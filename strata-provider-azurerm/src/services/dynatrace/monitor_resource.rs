//! azurerm_dynatrace_monitor

use std::collections::HashMap;

use async_trait::async_trait;
use log::info;
use strata_core::provider::{Importer, ProviderError, ProviderResult, ResourceType};
use strata_core::resource::{Resource, ResourceId, State, Value};
use strata_core::schema::{AttributeSchema, AttributeType, ResourceSchema, types};

use super::helper::{expand_plan_data, expand_user_info, flatten_plan_data, flatten_user_info};
use super::models::{IdentityProperties, PlanData, UserInfo, from_blocks, to_blocks};
use super::sdk::{API_VERSION, UnknownVariant};
use super::sdk::monitors::{
    self, ManagedIdentityType, MarketplaceSubscriptionStatus, MonitorResource,
    MonitorResourceUpdate, MonitoringStatus,
};
use crate::client::ArmClient;
use crate::error::{AzureError, AzureResult};
use crate::handler::{ResourceHandler, validate_import_id};
use crate::ids::{ArmId, MonitorId};
use crate::value::{require_str, string_map, string_map_value};

pub const RESOURCE_TYPE: &str = "azurerm_dynatrace_monitor";

pub struct MonitorsResource;

impl ResourceType for MonitorsResource {
    fn name(&self) -> &'static str {
        RESOURCE_TYPE
    }

    fn schema(&self) -> ResourceSchema {
        ResourceSchema::new(RESOURCE_TYPE)
            .with_description("Dynatrace monitor linking an Azure subscription to a Dynatrace environment")
            .attribute(
                AttributeSchema::new("name", types::non_empty_string())
                    .required()
                    .force_new(),
            )
            .attribute(
                AttributeSchema::new("resource_group_name", types::non_empty_string())
                    .required()
                    .force_new(),
            )
            .attribute(
                AttributeSchema::new("location", AttributeType::String)
                    .required()
                    .force_new(),
            )
            .attribute(
                AttributeSchema::new("monitoring_enabled", AttributeType::Bool)
                    .with_default(Value::Bool(true))
                    .force_new()
                    .with_provider_name("monitoringStatus"),
            )
            .attribute(
                AttributeSchema::new(
                    "marketplace_subscription",
                    AttributeType::one_of(MarketplaceSubscriptionStatus::VARIANTS),
                )
                .required()
                .force_new()
                .with_provider_name("marketplaceSubscriptionStatus"),
            )
            .attribute(
                AttributeSchema::new(
                    "identity",
                    AttributeType::blocks(
                        "identity",
                        vec![
                            AttributeSchema::new("type", AttributeType::one_of(&["SystemAssigned"]))
                                .required(),
                        ],
                    ),
                )
                .required()
                .force_new()
                .max_items(1),
            )
            .attribute(
                AttributeSchema::new(
                    "plan",
                    AttributeType::blocks(
                        "plan",
                        vec![
                            AttributeSchema::new("usage_type", AttributeType::String)
                                .with_default(Value::string("COMMITTED"))
                                .with_provider_name("usageType"),
                            AttributeSchema::new("billing_cycle", AttributeType::String)
                                .with_default(Value::string("MONTHLY"))
                                .with_provider_name("billingCycle"),
                            AttributeSchema::new("plan", AttributeType::String)
                                .required()
                                .with_provider_name("planDetails"),
                            AttributeSchema::new("effective_date", AttributeType::String)
                                .computed()
                                .with_provider_name("effectiveDate"),
                        ],
                    ),
                )
                .required()
                .force_new()
                .max_items(1)
                .with_provider_name("planData"),
            )
            .attribute(
                AttributeSchema::new(
                    "user",
                    AttributeType::blocks(
                        "user",
                        vec![
                            AttributeSchema::new("first_name", AttributeType::String).required(),
                            AttributeSchema::new("last_name", AttributeType::String).required(),
                            AttributeSchema::new("email", AttributeType::String)
                                .required()
                                .with_provider_name("emailAddress"),
                            AttributeSchema::new("phone_number", AttributeType::String).required(),
                            AttributeSchema::new("country", AttributeType::String).required(),
                        ],
                    ),
                )
                .required()
                .force_new()
                .sensitive()
                .max_items(1)
                .with_description("Written on create only; the service never returns it")
                .with_provider_name("userInfo"),
            )
            .attribute(AttributeSchema::new("tags", types::tags()))
    }

    fn importer(&self) -> Importer {
        validate_import_id::<MonitorId>
    }
}

/// Build the PUT body from configuration attributes
fn expand_monitor(attrs: &HashMap<String, Value>) -> AzureResult<MonitorResource> {
    let marketplace = require_str(attrs, "marketplace_subscription")?;
    let marketplace: MarketplaceSubscriptionStatus = marketplace
        .parse()
        .map_err(|e: UnknownVariant| {
            AzureError::invalid_attribute("marketplace_subscription", e.to_string())
        })?;

    let monitoring_status = match attrs.get("monitoring_enabled").and_then(Value::as_bool) {
        Some(false) => MonitoringStatus::Disabled,
        _ => MonitoringStatus::Enabled,
    };

    let identity = from_blocks(attrs, "identity", IdentityProperties::from_attributes)
        .into_iter()
        .next()
        .map(|i| {
            i.identity_type
                .parse::<ManagedIdentityType>()
                .map(|identity_type| monitors::IdentityProperties {
                    identity_type,
                    principal_id: None,
                    tenant_id: None,
                })
                .map_err(|e| AzureError::invalid_attribute("identity", e.to_string()))
        })
        .transpose()?;

    let tags = string_map(attrs, "tags");

    Ok(MonitorResource {
        id: None,
        name: None,
        location: require_str(attrs, "location")?.to_string(),
        tags: (!tags.is_empty()).then_some(tags),
        identity,
        properties: monitors::MonitorProperties {
            monitoring_status: Some(monitoring_status),
            marketplace_subscription_status: Some(marketplace),
            plan_data: expand_plan_data(&from_blocks(attrs, "plan", PlanData::from_attributes)),
            user_info: expand_user_info(&from_blocks(attrs, "user", UserInfo::from_attributes)),
            provisioning_state: None,
        },
    })
}

/// Build configuration attributes from a GET response
fn flatten_monitor(
    id: &MonitorId,
    monitor: &MonitorResource,
    prior: Option<&State>,
) -> HashMap<String, Value> {
    let mut attributes = HashMap::new();
    attributes.insert("name".to_string(), Value::string(&id.monitor_name));
    attributes.insert(
        "resource_group_name".to_string(),
        Value::string(&id.resource_group_name),
    );
    attributes.insert("location".to_string(), Value::string(&monitor.location));

    let props = &monitor.properties;
    attributes.insert(
        "monitoring_enabled".to_string(),
        Value::Bool(props.monitoring_status == Some(MonitoringStatus::Enabled)),
    );
    if let Some(status) = props.marketplace_subscription_status {
        attributes.insert(
            "marketplace_subscription".to_string(),
            Value::string(status.as_str()),
        );
    }

    if let Some(identity) = &monitor.identity {
        let identity = IdentityProperties {
            identity_type: identity.identity_type.as_str().to_string(),
        };
        attributes.insert(
            "identity".to_string(),
            to_blocks(&[identity], IdentityProperties::to_value),
        );
    }

    attributes.insert(
        "plan".to_string(),
        to_blocks(
            &flatten_plan_data(props.plan_data.as_ref()),
            PlanData::to_value,
        ),
    );

    let prior_user = prior
        .and_then(|p| p.attributes.get("user"))
        .and_then(Value::as_list)
        .unwrap_or_default();
    attributes.insert(
        "user".to_string(),
        to_blocks(&flatten_user_info(prior_user), UserInfo::to_value),
    );

    if let Some(tags) = &monitor.tags
        && !tags.is_empty()
    {
        attributes.insert("tags".to_string(), string_map_value(tags));
    }

    attributes
}

fn monitor_id_from(client: &ArmClient, attrs: &HashMap<String, Value>) -> AzureResult<MonitorId> {
    Ok(MonitorId::new(
        client.subscription_id(),
        require_str(attrs, "resource_group_name")?,
        require_str(attrs, "name")?,
    ))
}

#[async_trait]
impl ResourceHandler for MonitorsResource {
    async fn read(
        &self,
        client: &ArmClient,
        id: &ResourceId,
        identifier: &str,
        prior: Option<&State>,
    ) -> ProviderResult<State> {
        let monitor_id = MonitorId::parse(identifier).map_err(AzureError::from)?;

        let monitor = client
            .get_optional::<MonitorResource>(&monitor_id.to_string(), API_VERSION)
            .await
            .map_err(|e| e.into_provider_error(format!("retrieving {}", monitor_id)))?;
        let Some(monitor) = monitor else {
            return Ok(State::not_found(id.clone()));
        };

        let attributes = flatten_monitor(&monitor_id, &monitor, prior);
        Ok(State::existing(id.clone(), attributes).with_identifier(monitor_id.to_string()))
    }

    async fn create(&self, client: &ArmClient, resource: &Resource) -> ProviderResult<State> {
        let attrs = &resource.attributes;
        let monitor_id = monitor_id_from(client, attrs)?;
        let path = monitor_id.to_string();

        let existing = client
            .get_optional::<MonitorResource>(&path, API_VERSION)
            .await
            .map_err(|e| {
                e.into_provider_error(format!("checking for presence of existing {}", monitor_id))
            })?;
        if existing.is_some() {
            return Err(ProviderError::already_exists(RESOURCE_TYPE, path));
        }

        let body = expand_monitor(attrs)?;
        client
            .put(&path, API_VERSION, &body)
            .await
            .map_err(|e| e.into_provider_error(format!("creating {}", monitor_id)))?;
        info!("created {}", monitor_id);

        let desired = State::existing(resource.id.clone(), attrs.clone());
        self.read(client, &resource.id, &path, Some(&desired)).await
    }

    /// Only tags can change in place
    async fn update(
        &self,
        client: &ArmClient,
        identifier: &str,
        from: &State,
        to: &Resource,
    ) -> ProviderResult<State> {
        let monitor_id = MonitorId::parse(identifier).map_err(AzureError::from)?;

        let update = MonitorResourceUpdate {
            tags: string_map(&to.attributes, "tags"),
        };
        client
            .patch(&monitor_id.to_string(), API_VERSION, &update)
            .await
            .map_err(|e| e.into_provider_error(format!("updating {}", monitor_id)))?;

        let mut prior = from.clone();
        if let Some(user) = to.attributes.get("user") {
            prior.attributes.insert("user".to_string(), user.clone());
        }
        self.read(client, &to.id, identifier, Some(&prior)).await
    }

    async fn delete(
        &self,
        client: &ArmClient,
        _id: &ResourceId,
        identifier: &str,
        _prior: Option<&State>,
    ) -> ProviderResult<()> {
        let monitor_id = MonitorId::parse(identifier).map_err(AzureError::from)?;
        client
            .delete(&monitor_id.to_string(), API_VERSION)
            .await
            .map_err(|e| e.into_provider_error(format!("deleting {}", monitor_id)))?;
        info!("deleted {}", monitor_id);
        Ok(())
    }
}
//! Provider configuration

use std::time::Duration;

use serde::Deserialize;

use crate::error::AzureError;

/// Public Azure Resource Manager endpoint
pub const DEFAULT_ENDPOINT: &str = "https://management.azure.com";

/// Azure provider configuration
///
/// The bearer token is obtained elsewhere (e.g., `az account get-access-token`);
/// this crate never acquires credentials itself.
#[derive(Debug, Clone, Deserialize)]
#[serde(default)]
pub struct AzureConfig {
    pub subscription_id: String,

    /// Resource Manager endpoint, without trailing slash
    pub endpoint: String,

    pub access_token: Option<String>,

    /// Delay between long-running operation status checks
    #[serde(with = "seconds")]
    pub poll_interval: Duration,

    /// Status checks before a long-running operation is reported as timed out
    pub max_poll_attempts: u32,
}

impl Default for AzureConfig {
    fn default() -> Self {
        Self {
            subscription_id: String::new(),
            endpoint: DEFAULT_ENDPOINT.to_string(),
            access_token: None,
            poll_interval: Duration::from_secs(10),
            max_poll_attempts: 180,
        }
    }
}

impl AzureConfig {
    /// Build configuration from `ARM_SUBSCRIPTION_ID`, `ARM_ACCESS_TOKEN` and `ARM_ENDPOINT`
    pub fn from_env() -> Result<Self, AzureError> {
        Self::from_lookup(|key| std::env::var(key).ok())
    }

    fn from_lookup(lookup: impl Fn(&str) -> Option<String>) -> Result<Self, AzureError> {
        let mut config = Self::default();
        if let Some(endpoint) = lookup("ARM_ENDPOINT").filter(|e| !e.is_empty()) {
            config.endpoint = endpoint;
        }
        config.access_token = lookup("ARM_ACCESS_TOKEN").filter(|t| !t.is_empty());
        config.subscription_id = lookup("ARM_SUBSCRIPTION_ID").unwrap_or_default();
        config.validate()?;
        Ok(config)
    }

    pub fn with_subscription(mut self, subscription_id: impl Into<String>) -> Self {
        self.subscription_id = subscription_id.into();
        self
    }

    pub fn with_endpoint(mut self, endpoint: impl Into<String>) -> Self {
        self.endpoint = endpoint.into();
        self
    }

    pub fn with_access_token(mut self, token: impl Into<String>) -> Self {
        self.access_token = Some(token.into());
        self
    }

    pub fn with_poll_interval(mut self, interval: Duration) -> Self {
        self.poll_interval = interval;
        self
    }

    /// Check that the configuration is usable
    pub fn validate(&self) -> Result<(), AzureError> {
        if self.subscription_id.trim().is_empty() {
            return Err(AzureError::Config(
                "subscription_id is required (set ARM_SUBSCRIPTION_ID)".to_string(),
            ));
        }
        if !self.endpoint.starts_with("http://") && !self.endpoint.starts_with("https://") {
            return Err(AzureError::Config(format!(
                "endpoint '{}' must be an http(s) URL",
                self.endpoint
            )));
        }
        if self.max_poll_attempts == 0 {
            return Err(AzureError::Config(
                "max_poll_attempts must be at least 1".to_string(),
            ));
        }
        Ok(())
    }

    /// Endpoint with any trailing slash removed
    pub fn base_url(&self) -> &str {
        self.endpoint.trim_end_matches('/')
    }
}

mod seconds {
    use std::time::Duration;

    use serde::{Deserialize, Deserializer};

    pub fn deserialize<'de, D: Deserializer<'de>>(deserializer: D) -> Result<Duration, D::Error> {
        u64::deserialize(deserializer).map(Duration::from_secs)
    }
}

☆ ☆ ☆

(DESCRIPTION OF THE TASK):
Count how many lines of the entries include the string "path". The number is the entire answer.

(RESPONSE TO THIS EXERCISE):
5